緊急連絡先の二番目

夜間診療の待合室で、瑠衣は二年ぶりに絃の名前を呼んだ。

「どうしてここに?」

「病院から電話が来た。麦のマイクロチップ、緊急連絡先が俺のままだった」

 診察室の向こうで、共有していた猫が処置を受けている。飲み込んだ糸を内視鏡で取るらしい。診療終了まで四十分。二人は硬い長椅子に並ぶしかなかった。

「大丈夫だって」

 絃が言った。

「獣医でもないのに言わないで」

「ごめん」

 別れたとき、絃は「麦は瑠衣が飼って」とだけ言った。餌の皿も爪とぎも置いたまま、翌週には部屋を出た。猫を簡単に手放せる人を、もう信じられない。瑠衣が好きだと言えない理由は、それ一つだった。

「今まで電話、なかった?」

「病院からは初めて」

「私から」

「ないよ。ブロックされてたし」

 瑠衣は膝の上で手を組み直した。

「麦のこと、気にならなかった?」

「気になった」

「でも会いに来なかった」

「会わせてって言ったら、困ると思った」

「勝手に決めないで」

 診察室から器具の触れ合う音がした。瑠衣が立ち上がると、絃も立った。

「大丈夫」

 二度目は、瑠衣自身が言った。麦にではなく、絃に触れられそうになった自分へ。

 受付の女性が、追加費用の同意書を持ってきた。瑠衣が署名しようとすると、「保険適用後の残額です」と説明された。

「保険?」

 麦の保険は、別れた直後に解約したはずだった。

 受付が端末を確認する。「契約者は絃さんですね。二年前から継続されています」

 瑠衣は隣を見た。

「どういうこと」

「名義変更が間に合わなくて、そのまま払ってた」

「どうして言わなかったの」

「払う代わりに会わせろって言ってるみたいになるから」

 絃は財布を出したが、瑠衣は同意書を先に取った。

「お金の話じゃない」

「分かってる」

「分かってない。あなたが麦を捨てたと思ってた」

「飼える部屋を見つけられなかった。転居期限までに。だから瑠衣に頼るしかなかった」

「それを言えばよかった」

「言ったら、待ってくれた?」

 答えられなかった。あの頃の自分なら、絃のために無理をして、あとで恨んだかもしれない。

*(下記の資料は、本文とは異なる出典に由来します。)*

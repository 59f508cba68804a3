//! Production executor on top of `ureq`.
//!
//! ureq is blocking, so each round-trip runs on tokio's blocking pool.
//! Status codes are never treated as errors here (the transport interprets
//! them); only failures where no response arrived are reported as
//! [`ExecutorError::NoResponse`]. Once a status line is in, the exchange
//! counts as answered even if the body cannot be read.

use std::time::Duration;

use tracing::warn;
use ureq::typestate::WithBody;
use ureq::{Agent, RequestBuilder};

use crate::config::REQUEST_TIMEOUT;
use crate::error::ExecutorError;
use crate::http::{HttpMethod, HttpRequest, HttpResponse, RequestBody};
use crate::transport::HttpExecutor;

#[derive(Clone)]
pub struct UreqExecutor {
    agent: Agent,
}

impl Default for UreqExecutor {
    fn default() -> Self {
        Self::new(REQUEST_TIMEOUT)
    }
}

impl UreqExecutor {
    pub fn new(timeout: Duration) -> Self {
        let agent = Agent::config_builder()
            .http_status_as_error(false)
            .timeout_global(Some(timeout))
            .build()
            .new_agent();
        Self { agent }
    }
}

impl HttpExecutor for UreqExecutor {
    async fn execute(&self, request: HttpRequest) -> Result<HttpResponse, ExecutorError> {
        let agent = self.agent.clone();
        tokio::task::spawn_blocking(move || execute_blocking(&agent, request))
            .await
            .map_err(|err| ExecutorError::Failed(format!("blocking task failed: {err}")))?
    }
}

fn execute_blocking(agent: &Agent, request: HttpRequest) -> Result<HttpResponse, ExecutorError> {
    let HttpRequest {
        method,
        url,
        headers,
        body,
    } = request;

    let result = match method {
        HttpMethod::Get => with_headers(agent.get(&url), &headers).call(),
        HttpMethod::Delete => with_headers(agent.delete(&url), &headers).call(),
        HttpMethod::Post => send(with_headers(agent.post(&url), &headers), body),
        HttpMethod::Put => send(with_headers(agent.put(&url), &headers), body),
        HttpMethod::Patch => send(with_headers(agent.patch(&url), &headers), body),
    };

    let mut response = result.map_err(classify)?;
    let status = response.status().as_u16();
    let headers = response
        .headers()
        .iter()
        .filter_map(|(name, value)| value.to_str().ok().map(|value| (name.to_string(), value.to_string())))
        .collect();
    let body = match response.body_mut().read_to_vec() {
        Ok(bytes) => String::from_utf8_lossy(&bytes).into_owned(),
        Err(err) => unreadable_body(status, err)?,
    };

    Ok(HttpResponse { status, headers, body })
}

/// A rejection keeps its status with an empty body; a success whose body is
/// lost is a failure, not unreachability.
fn unreadable_body(status: u16, error: ureq::Error) -> Result<String, ExecutorError> {
    if (200..300).contains(&status) {
        Err(ExecutorError::Failed(format!("reading response body: {error}")))
    } else {
        warn!(status, error = %error, "discarding unreadable error body");
        Ok(String::new())
    }
}

fn with_headers<B>(mut builder: RequestBuilder<B>, headers: &[(String, String)]) -> RequestBuilder<B> {
    for (name, value) in headers {
        builder = builder.header(name.as_str(), value.as_str());
    }
    builder
}

fn send(
    builder: RequestBuilder<WithBody>,
    body: Option<RequestBody>,
) -> Result<ureq::http::Response<ureq::Body>, ureq::Error> {
    match body {
        None => builder.send_empty(),
        Some(RequestBody::Json(text)) => builder.send(text.as_bytes()),
        Some(RequestBody::Multipart(form)) => {
            let bytes = form.to_bytes();
            builder.header("Content-Type", form.content_type().as_str()).send(&bytes[..])
        }
    }
}

fn classify(error: ureq::Error) -> ExecutorError {
    match error {
        ureq::Error::Io(_) | ureq::Error::Timeout(_) | ureq::Error::HostNotFound | ureq::Error::ConnectionFailed => {
            ExecutorError::NoResponse(error.to_string())
        }
        other => ExecutorError::Failed(other.to_string()),
    }
}

#[cfg(test)]
mod tests {
    use super::*;

    #[test]
    fn connection_failures_mean_no_response() {
        let io = std::io::Error::new(std::io::ErrorKind::ConnectionRefused, "refused");
        assert!(matches!(classify(ureq::Error::Io(io)), ExecutorError::NoResponse(_)));
        assert!(matches!(classify(ureq::Error::HostNotFound), ExecutorError::NoResponse(_)));
        assert!(matches!(classify(ureq::Error::ConnectionFailed), ExecutorError::NoResponse(_)));
    }

    #[test]
    fn unreadable_body_after_status_is_not_unreachability() {
        assert_eq!(unreadable_body(500, ureq::Error::BodyExceedsLimit(10)), Ok(String::new()));
        assert!(matches!(
            unreadable_body(200, ureq::Error::BodyExceedsLimit(10)),
            Err(ExecutorError::Failed(_))
        ));
    }

    #[test]
    fn other_failures_are_not_unreachability() {
        let err = classify(ureq::Error::BadUri("::".into()));
        assert!(matches!(err, ExecutorError::Failed(_)));
    }
}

 診察室の扉が開いた。処置は成功し、麦は明朝帰れるという。

「大丈夫でしたよ」

 三度目は獣医師の声だった。

 会計後、瑠衣は受付に緊急連絡先の変更を頼んだ。自分の番号の下へ、削除するはずだった絃の番号をもう一度書く。

「二番目だから」

「うん」

「麦のため」

「うん」

 絃はそれ以上を求めなかった。

 瑠衣は病院を出る前、ブロックを解除した。麦のいない空のキャリーケースを二人で持ち、閉まる自動扉を並んでくぐった。